# [The data]

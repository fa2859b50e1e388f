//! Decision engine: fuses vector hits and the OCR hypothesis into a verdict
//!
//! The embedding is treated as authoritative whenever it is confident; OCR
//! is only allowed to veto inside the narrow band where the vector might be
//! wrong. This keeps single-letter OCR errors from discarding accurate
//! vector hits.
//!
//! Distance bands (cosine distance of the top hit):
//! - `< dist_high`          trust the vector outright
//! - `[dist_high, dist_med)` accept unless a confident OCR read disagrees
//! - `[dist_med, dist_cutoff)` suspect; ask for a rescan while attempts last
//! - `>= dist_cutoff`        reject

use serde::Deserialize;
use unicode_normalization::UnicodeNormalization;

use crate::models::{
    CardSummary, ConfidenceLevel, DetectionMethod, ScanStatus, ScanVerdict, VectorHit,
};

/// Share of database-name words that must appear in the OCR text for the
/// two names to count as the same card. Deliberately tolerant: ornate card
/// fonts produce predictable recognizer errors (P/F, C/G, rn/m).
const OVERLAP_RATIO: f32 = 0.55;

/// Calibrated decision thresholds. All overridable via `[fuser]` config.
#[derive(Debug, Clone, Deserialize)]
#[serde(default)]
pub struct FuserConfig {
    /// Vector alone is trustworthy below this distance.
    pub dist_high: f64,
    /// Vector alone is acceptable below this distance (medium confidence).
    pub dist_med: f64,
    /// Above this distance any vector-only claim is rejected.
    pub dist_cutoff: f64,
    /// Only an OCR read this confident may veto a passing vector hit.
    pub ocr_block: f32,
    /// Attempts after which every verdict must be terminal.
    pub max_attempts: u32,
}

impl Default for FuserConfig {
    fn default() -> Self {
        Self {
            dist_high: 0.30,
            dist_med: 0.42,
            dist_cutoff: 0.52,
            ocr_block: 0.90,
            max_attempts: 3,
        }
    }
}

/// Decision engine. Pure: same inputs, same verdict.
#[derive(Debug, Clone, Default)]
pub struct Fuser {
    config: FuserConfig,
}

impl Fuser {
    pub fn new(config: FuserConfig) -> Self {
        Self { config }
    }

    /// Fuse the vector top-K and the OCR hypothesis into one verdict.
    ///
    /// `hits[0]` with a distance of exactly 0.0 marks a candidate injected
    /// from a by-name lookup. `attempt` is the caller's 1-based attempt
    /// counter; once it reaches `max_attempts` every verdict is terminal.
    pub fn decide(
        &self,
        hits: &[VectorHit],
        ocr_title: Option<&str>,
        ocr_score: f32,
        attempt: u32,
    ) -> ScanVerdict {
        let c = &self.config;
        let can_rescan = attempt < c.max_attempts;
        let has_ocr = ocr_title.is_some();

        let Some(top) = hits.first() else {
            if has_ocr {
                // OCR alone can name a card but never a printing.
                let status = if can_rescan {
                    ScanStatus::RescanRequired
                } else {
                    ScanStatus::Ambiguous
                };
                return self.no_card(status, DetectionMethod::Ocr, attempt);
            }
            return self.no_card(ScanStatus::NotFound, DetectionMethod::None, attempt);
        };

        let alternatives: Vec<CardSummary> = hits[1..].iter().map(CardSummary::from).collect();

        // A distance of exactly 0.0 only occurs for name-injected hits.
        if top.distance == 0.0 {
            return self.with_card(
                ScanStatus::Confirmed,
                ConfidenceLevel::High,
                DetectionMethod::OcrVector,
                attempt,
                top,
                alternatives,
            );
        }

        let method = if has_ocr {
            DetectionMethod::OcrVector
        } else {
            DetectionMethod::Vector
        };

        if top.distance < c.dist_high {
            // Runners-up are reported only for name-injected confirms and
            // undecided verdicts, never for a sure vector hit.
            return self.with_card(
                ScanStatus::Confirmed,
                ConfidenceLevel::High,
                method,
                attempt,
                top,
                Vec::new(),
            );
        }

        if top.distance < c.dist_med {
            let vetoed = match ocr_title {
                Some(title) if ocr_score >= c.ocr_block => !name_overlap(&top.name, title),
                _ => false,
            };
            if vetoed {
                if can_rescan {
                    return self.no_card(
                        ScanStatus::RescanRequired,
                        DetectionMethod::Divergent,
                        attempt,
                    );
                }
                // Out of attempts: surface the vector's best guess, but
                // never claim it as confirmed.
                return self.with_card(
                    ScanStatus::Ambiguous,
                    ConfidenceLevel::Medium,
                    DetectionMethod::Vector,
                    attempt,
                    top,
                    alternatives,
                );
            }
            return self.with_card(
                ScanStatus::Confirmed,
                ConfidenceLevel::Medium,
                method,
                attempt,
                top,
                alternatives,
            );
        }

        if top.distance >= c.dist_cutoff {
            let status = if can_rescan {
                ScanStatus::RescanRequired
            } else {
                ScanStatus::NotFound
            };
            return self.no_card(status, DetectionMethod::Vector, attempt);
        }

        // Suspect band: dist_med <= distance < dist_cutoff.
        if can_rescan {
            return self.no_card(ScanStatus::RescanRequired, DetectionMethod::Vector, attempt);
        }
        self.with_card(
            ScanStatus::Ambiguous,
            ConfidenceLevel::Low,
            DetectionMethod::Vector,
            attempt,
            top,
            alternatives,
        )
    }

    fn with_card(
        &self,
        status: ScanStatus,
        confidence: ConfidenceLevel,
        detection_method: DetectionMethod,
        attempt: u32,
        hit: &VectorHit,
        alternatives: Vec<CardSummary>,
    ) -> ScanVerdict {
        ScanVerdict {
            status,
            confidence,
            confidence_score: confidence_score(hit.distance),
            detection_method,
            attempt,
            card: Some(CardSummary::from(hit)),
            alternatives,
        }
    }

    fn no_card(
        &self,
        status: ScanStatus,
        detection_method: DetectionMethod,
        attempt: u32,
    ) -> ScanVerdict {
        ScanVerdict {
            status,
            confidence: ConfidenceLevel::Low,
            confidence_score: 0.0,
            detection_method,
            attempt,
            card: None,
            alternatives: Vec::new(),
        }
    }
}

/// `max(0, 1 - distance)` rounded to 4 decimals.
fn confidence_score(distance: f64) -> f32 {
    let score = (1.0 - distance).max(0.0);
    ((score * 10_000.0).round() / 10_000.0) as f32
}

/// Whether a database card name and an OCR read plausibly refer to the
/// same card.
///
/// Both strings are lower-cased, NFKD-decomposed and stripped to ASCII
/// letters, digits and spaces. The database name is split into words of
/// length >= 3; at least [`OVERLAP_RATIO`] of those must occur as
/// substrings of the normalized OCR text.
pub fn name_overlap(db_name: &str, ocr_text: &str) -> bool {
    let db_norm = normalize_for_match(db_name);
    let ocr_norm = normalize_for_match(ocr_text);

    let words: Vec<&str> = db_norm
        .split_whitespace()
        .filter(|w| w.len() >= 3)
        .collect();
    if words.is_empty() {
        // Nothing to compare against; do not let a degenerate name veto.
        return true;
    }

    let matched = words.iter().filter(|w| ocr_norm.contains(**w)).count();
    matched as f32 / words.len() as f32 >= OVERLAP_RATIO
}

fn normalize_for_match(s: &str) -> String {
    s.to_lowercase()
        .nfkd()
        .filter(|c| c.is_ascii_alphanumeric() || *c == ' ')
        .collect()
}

# [What the task asks]
How many lines in the records above contain the word "terminal"? Reply with the number alone.

# [The answer]
2